Hidalgo, una feliz historia de superación

Lunes, 20 Mayo, 2019

Hidalgo, un relato de superación familiar con un paseador de personas como protagonista.

¡Hola! Soy Hidalgo, un Bearded Collie de 9 años. Los mismos que Kalibo lleva cuidando de mí.

Me encanta correr, saltar, pasear, enredar, ir al monte, a la playa, hacer esquí de travesía, ir al campo, al río… siempre con mis dueños…

El verano pasado estuve malito, muy malito. El 16 de julio de 2018 sufrí un tromboembolismo cartilaginoso de la cuarta vértebra lumbar y quedé parapléjico e incontinente, con uno 50% de probabilidades de que fuera irreversible. Estuve ingresado 5 días. Los veterinarios, mis dueños, Kalibo, mis vecinos, los amigos de mis dueños, los nuevos amigos que hicimos ese verano… todos estaban preocupados y tristísimos por mí. La verdad, no entendía muy bien que pasaba. Me llevaban en brazos, me decían que no me moviera, me llevaban muchas veces al veterinario, al fisioterapeuta, mis dueños me daban masajes y me hacían gimnasia pasiva un montón de veces cada día. Un día me colocaron en un carrito para que me moviera con más facilidad. Era todo muy raro…
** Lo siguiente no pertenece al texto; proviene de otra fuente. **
//! ERC-20 token indexer: look up the token holdings of an address or ENS name.
//!
//! Layers:
//! - `domain` - query classification, amounts, debouncing, lookup state
//! - `infrastructure` - indexing API client, wallet connectors, Tokio runtime bridge
//! - `app` / `ui` - terminal state machine and ratatui rendering

pub mod app;
pub mod config;
pub mod domain;
pub mod export;
pub mod infrastructure;
pub mod ui;
//! Lookup results, errors and the UI-facing lookup state machine

use alloy_primitives::{Address, U256};
use chrono::{DateTime, Local};
use serde::Serialize;

use crate::domain::amount::format_units;

/// Errors surfaced to the user by a lookup or a wallet action
#[derive(Debug, Clone, PartialEq, Eq, thiserror::Error)]
pub enum LookupError {
    /// Input is neither an address nor an ENS name; no request was made
    #[error("Invalid address or ENS name: {0}")]
    InvalidQuery(String),
    /// Name is well-formed but resolves to nothing
    #[error("Could not resolve {0}")]
    UnresolvableName(String),
    /// Any network or API failure, including a single failed metadata fetch
    #[error("Request failed: {0}")]
    RemoteFailure(String),
    /// No wallet endpoint, or the wallet refused authorization
    #[error("Wallet unavailable: {0}")]
    WalletUnavailable(String),
}

impl LookupError {
    pub fn kind(&self) -> &'static str {
        match self {
            LookupError::InvalidQuery(_) => "invalid query",
            LookupError::UnresolvableName(_) => "unresolvable name",
            LookupError::RemoteFailure(_) => "remote failure",
            LookupError::WalletUnavailable(_) => "wallet unavailable",
        }
    }
}

/// One (contract, raw balance) pair as returned by the indexing API
#[derive(Debug, Clone, PartialEq, Eq)]
pub struct TokenBalanceEntry {
    pub contract: Address,
    pub raw_balance: U256,
}

/// Display metadata for a token contract. Every field may be missing upstream.
#[derive(Debug, Clone, Default, PartialEq, Eq)]
pub struct TokenMetadata {
    pub symbol: Option<String>,
    pub name: Option<String>,
    pub decimals: Option<u8>,
    pub logo: Option<String>,
}

/// A balance joined with its token metadata, ready to render
#[derive(Debug, Clone, PartialEq, Eq, Serialize)]
pub struct DisplayRow {
    pub contract: String,
    pub symbol: String,
    pub name: Option<String>,
    pub decimals: u8,
    pub raw_balance: String,
    pub balance: String,
    pub logo: Option<String>,
    #[serde(skip)]
    pub is_zero: bool,
}

impl DisplayRow {
    pub fn new(entry: &TokenBalanceEntry, metadata: &TokenMetadata) -> Self {
        let contract = entry.contract.to_checksum(None);
        let decimals = metadata.decimals.unwrap_or(0);
        let symbol = metadata
            .symbol
            .clone()
            .filter(|s| !s.trim().is_empty())
            .unwrap_or_else(|| short_addr(&contract));

        Self {
            symbol,
            name: metadata.name.clone().filter(|s| !s.trim().is_empty()),
            decimals,
            raw_balance: entry.raw_balance.to_string(),
            balance: format_units(entry.raw_balance, decimals),
            logo: metadata.logo.clone().filter(|s| !s.trim().is_empty()),
            is_zero: entry.raw_balance.is_zero(),
            contract,
        }
    }
}

/// Successful lookup
#[derive(Debug, Clone, PartialEq, Eq)]
pub struct LookupOutcome {
    pub query: String,
    pub address: Address,
    /// ENS name the address was resolved from, if any
    pub resolved_from: Option<String>,
    pub rows: Vec<DisplayRow>,
    pub fetched_at: DateTime<Local>,
}

/// Monotonic token attached to every lookup request
#[derive(Debug, Clone, Copy, PartialEq, Eq, PartialOrd, Ord, Hash)]
pub struct RequestId(pub u64);

/// Issues request ids and remembers the latest one
#[derive(Debug, Default)]
pub struct RequestTracker {
    latest: u64,
}

impl RequestTracker {
    pub fn new() -> Self {
        Self::default()
    }

    pub fn issue(&mut self) -> RequestId {
        self.latest += 1;
        RequestId(self.latest)
    }

    pub fn latest(&self) -> Option<RequestId> {
        (self.latest > 0).then_some(RequestId(self.latest))
    }

    /// Only the most recently issued request may update the screen
    pub fn is_current(&self, id: RequestId) -> bool {
        id.0 == self.latest
    }
}

/// What the results area is showing
#[derive(Debug, Clone, PartialEq, Eq, Default)]
pub enum LookupState {
    #[default]
    Idle,
    Loading {
        request: RequestId,
        query: String,
    },
    Success(LookupOutcome),
    Failure {
        query: String,
        error: LookupError,
    },
}

impl LookupState {
    pub fn is_loading(&self) -> bool {
        matches!(self, LookupState::Loading { .. })
    }

    pub fn rows(&self) -> &[DisplayRow] {
        match self {
            LookupState::Success(outcome) => &outcome.rows,
            _ => &[],
        }
    }

    pub fn error(&self) -> Option<&LookupError> {
        match self {
            LookupState::Failure { error, .. } => Some(error),
            _ => None,
        }
    }
}

pub fn short_addr(value: &str) -> String {
    let value = value.trim();
    if value.len() <= 10 {
        return value.to_string();
    }
    let start: String = value.chars().take(6).collect();
    let end: String = value
        .chars()
        .rev()
        .take(4)
        .collect::<String>()
        .chars()
        .rev()
        .collect();
    format!("{}..{}", start, end)
}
Yo, que soy muy cabezón, entendía que eso no podía ser, y cada día hacía un esfuercito para volver a ser yo. Un día empecé a tener sensibilidad profunda en las almohadillas de mis patitas. Unos días después, podía mover levemente una pata trasera mientras estaba tumbado… unos días después, la otra, pasadas algunas semanas era capaz de aguantar un poco para hacer pipí y manchaba un poco menos los dodotis y los empapadores, pasadas unas semanas, me llegué a poner de pie yo sólo (bueno, eso fue un día que en casa hicieron una carne que olía a gloriaaaa…). Cada vez que lograba una de estas cosas mis dueños se ponían muy contentos, pero… ¡¡¡lloraban!!! Me decían que era de alegría, no sé no entendía nada….

Cuando estuve un poco mejor, empezaron a llevarme a nadar. ¡¡¡Me encanta nadar!!! Me ponía tan contento cuando llegábamos al agua con la silla de ruedas, que no les daba tiempo ni a quitarme el carrito. En el agua me sentía estupendamente, ¡me movía yo solo otra vez! ¡que gusto! Cada día iba cogiendo un poquito más de fuerza en mis patas traseras. Y así, muuuuchas semanas… un día, me bajaron del coche, me dejaron en el suelo apoyado en mis 4 patas, con la indicación de que esperase para ponerme en el carrito….

Pero esperar en el suelo era muy aburrido, con la cantidad de árboles, arbustos y olores que hay en el campo y…. mientras mis dueños sacaban la silla de ruedas del maletero ¡¡¡empecé a andar yo solo otra vez!!! Caminaba al principio muy torpe, como si estuviera borracho y mis patitas traseras eran como un flan… parecía un choto recién nacido. He seguido haciendo natación y paseos todos los días sin perder la fe en mi recuperación y he logrado el éxito.

Este invierno de 2019, a pesar de que ha nevado poco, he podido volver con mis dueños a correr por la nieve.Todos los días doy larguísimos paseos con ellos, olisqueándolo todo y deambulando yo sólo de árbol en árbol olfateándolo todo.

Esta es mi historia. Camino, corro, juego y sigo disfrutando de mi vida con mis dueños y amigos. En casa siempre cuentan que, en aquellas duras semanas, Kalibo se hizo cargo de las facturas hospitalarias sin demoras ni interrogatorios ni largos trámites ... Entre el Hospital Veterinario Sierra de Madrid, mi veterinario Miguel Ángel, Kalibo, los amigos de Lozoya, los vecinos, amigos antiguos y los nuevos que hemos ido conociendo en estos meses y a los que envío lametones, familia … todo fue más fácil para todos.

¡¡¡¡GRACIAS A TODOS POR CUIDAR DE MÍ!!!!